[Opening DATA TO PROCESS section]

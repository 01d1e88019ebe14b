//! # Toilet Review Server
//!
//! A location-based toilet review backend written in Rust.
//!
//! ## Features
//!
//! - **Toilets**: CRUD plus nearby search by radius (km or miles)
//! - **Comments**: Linked to their toilet, percent-encoded text accepted
//! - **Ratings**: One 1-5 rating per user and toilet, averaged on read
//! - **Images**: JPEG/PNG uploads stored as blobs, previews per toilet
//! - **Admin API**: Approval of submitted toilets
//!
//! ## Architecture
//!
//! ```text
//! ┌──────────────────────────────────────────────────────┐
//! │                     HTTP Server                       │
//! │  ┌──────────┐ ┌──────────┐ ┌────────┐ ┌───────────┐  │
//! │  │ Toilets  │ │ Comments │ │ Images │ │ Admin API │  │
//! │  │ Ratings  │ │  Users   │ │        │ │           │  │
//! │  └──────────┘ └──────────┘ └────────┘ └───────────┘  │
//! ├──────────────────────────────────────────────────────┤
//! │                      Services                         │
//! │  ┌──────────┐ ┌──────────┐ ┌────────┐ ┌───────────┐  │
//! │  │ Toilet   │ │ Comment  │ │ Image  │ │ Rating    │  │
//! │  └──────────┘ └──────────┘ └────────┘ └───────────┘  │
//! ├──────────────────────────────────────────────────────┤
//! │          RocksDB documents  /  blob files             │
//! └──────────────────────────────────────────────────────┘
//! ```
//!
//! ## Usage
//!
//! ```bash
//! # Start the server
//! cargo run --release
//!
//! # Create a toilet
//! curl -X POST http://localhost:3000/api/v1/toilets \
//!   -H "Content-Type: application/json" \
//!   -d '{"title": "Central Station", "location": {"lon": 13.37, "lat": 52.52}}'
//!
//! # Find toilets within 2 km
//! curl "http://localhost:3000/api/v1/toilets?lon=13.4&lat=52.5&radiusInKm=2"
//! ```

pub mod config;
pub mod error;
pub mod handlers;
pub mod models;
pub mod services;
pub mod state;

pub use config::Config;
pub use error::{AppError, Result};
pub use state::AppState;

use anyhow::Context;
use axum::extract::DefaultBodyLimit;
use axum::Router;
use std::net::SocketAddr;
use tokio::net::TcpListener;
use tower::ServiceBuilder;
use tower_http::{
    compression::CompressionLayer,
    cors::{Any, CorsLayer},
    limit::RequestBodyLimitLayer,
    trace::TraceLayer,
};
use tracing::info;

/// Room for multipart boundaries and form fields on top of the file itself
const MULTIPART_OVERHEAD: usize = 64 * 1024;

/// Run the toilet review server with the given configuration.
///
/// This function starts both the public and admin API servers.
pub async fn run(config: Config) -> anyhow::Result<()> {
    let state = AppState::new(config.clone()).await?;

    let public_app = create_public_router(state.clone());
    let admin_app = create_admin_router(state);

    let public_addr: SocketAddr = format!("{}:{}", config.server.host, config.server.port)
        .parse()
        .context("Invalid public server address")?;

    let admin_addr: SocketAddr =
        format!("{}:{}", config.server.admin_host, config.server.admin_port)
            .parse()
            .context("Invalid admin server address")?;

    info!(address = %public_addr, "Public API server starting");
    info!(address = %admin_addr, "Admin API server starting");

    // Run both servers concurrently
    let public_listener = TcpListener::bind(public_addr).await?;
    let admin_listener = TcpListener::bind(admin_addr).await?;

    tokio::select! {
        result = axum::serve(public_listener, public_app) => {
            if let Err(e) = result {
                tracing::error!(error = %e, "Public server error");
            }
        }
        result = axum::serve(admin_listener, admin_app) => {
            if let Err(e) = result {
                tracing::error!(error = %e, "Admin server error");
            }
        }
    }

    Ok(())
}

/// Create the public API router
pub fn create_public_router(state: AppState) -> Router {
    let cors = CorsLayer::new()
        .allow_origin(Any)
        .allow_methods(Any)
        .allow_headers(Any);

    // Body size limit (from config)
    let body_limit = RequestBodyLimitLayer::new(
        state.config.images.max_upload_size as usize + MULTIPART_OVERHEAD,
    );

    Router::new()
        .nest("/api/v1/toilets", handlers::toilet_routes())
        .nest("/api/v1/comments", handlers::comment_routes())
        .nest("/api/v1/ratings", handlers::rating_routes())
        .nest("/api/v1/users", handlers::user_routes())
        .nest("/api/v1/images", handlers::image_routes())
        .nest("/health", handlers::health_routes())
        .layer(DefaultBodyLimit::disable())
        .layer(
            ServiceBuilder::new()
                .layer(TraceLayer::new_for_http())
                .layer(CompressionLayer::new())
                .layer(body_limit)
                .layer(cors),
        )
        .with_state(state)
}

/// Create the admin API router (localhost only)
pub fn create_admin_router(state: AppState) -> Router {
    Router::new()
        .nest("/admin", handlers::admin_routes())
        .layer(TraceLayer::new_for_http())
        .with_state(state)
}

[Closing DATA TO PROCESS section]

INSTRUCTIONS FOR THE TASK: In the data above, start at the line that has "pub use state::AppState;", stop after the line that has "pub fn create_public_router(state: AppState)", and print every line in between exactly as it stands.

TASK ANSWER:
pub use state::AppState;

use anyhow::Context;
use axum::extract::DefaultBodyLimit;
use axum::Router;
use std::net::SocketAddr;
use tokio::net::TcpListener;
use tower::ServiceBuilder;
use tower_http::{
    compression::CompressionLayer,
    cors::{Any, CorsLayer},
    limit::RequestBodyLimitLayer,
    trace::TraceLayer,
};
use tracing::info;

/// Room for multipart boundaries and form fields on top of the file itself
const MULTIPART_OVERHEAD: usize = 64 * 1024;

/// Run the toilet review server with the given configuration.
///
/// This function starts both the public and admin API servers.
pub async fn run(config: Config) -> anyhow::Result<()> {
    let state = AppState::new(config.clone()).await?;

    let public_app = create_public_router(state.clone());
    let admin_app = create_admin_router(state);

    let public_addr: SocketAddr = format!("{}:{}", config.server.host, config.server.port)
        .parse()
        .context("Invalid public server address")?;

    let admin_addr: SocketAddr =
        format!("{}:{}", config.server.admin_host, config.server.admin_port)
            .parse()
            .context("Invalid admin server address")?;

    info!(address = %public_addr, "Public API server starting");
    info!(address = %admin_addr, "Admin API server starting");

    // Run both servers concurrently
    let public_listener = TcpListener::bind(public_addr).await?;
    let admin_listener = TcpListener::bind(admin_addr).await?;

    tokio::select! {
        result = axum::serve(public_listener, public_app) => {
            if let Err(e) = result {
                tracing::error!(error = %e, "Public server error");
            }
        }
        result = axum::serve(admin_listener, admin_app) => {
            if let Err(e) = result {
                tracing::error!(error = %e, "Admin server error");
            }
        }
    }

    Ok(())
}

/// Create the public API router
pub fn create_public_router(state: AppState) -> Router {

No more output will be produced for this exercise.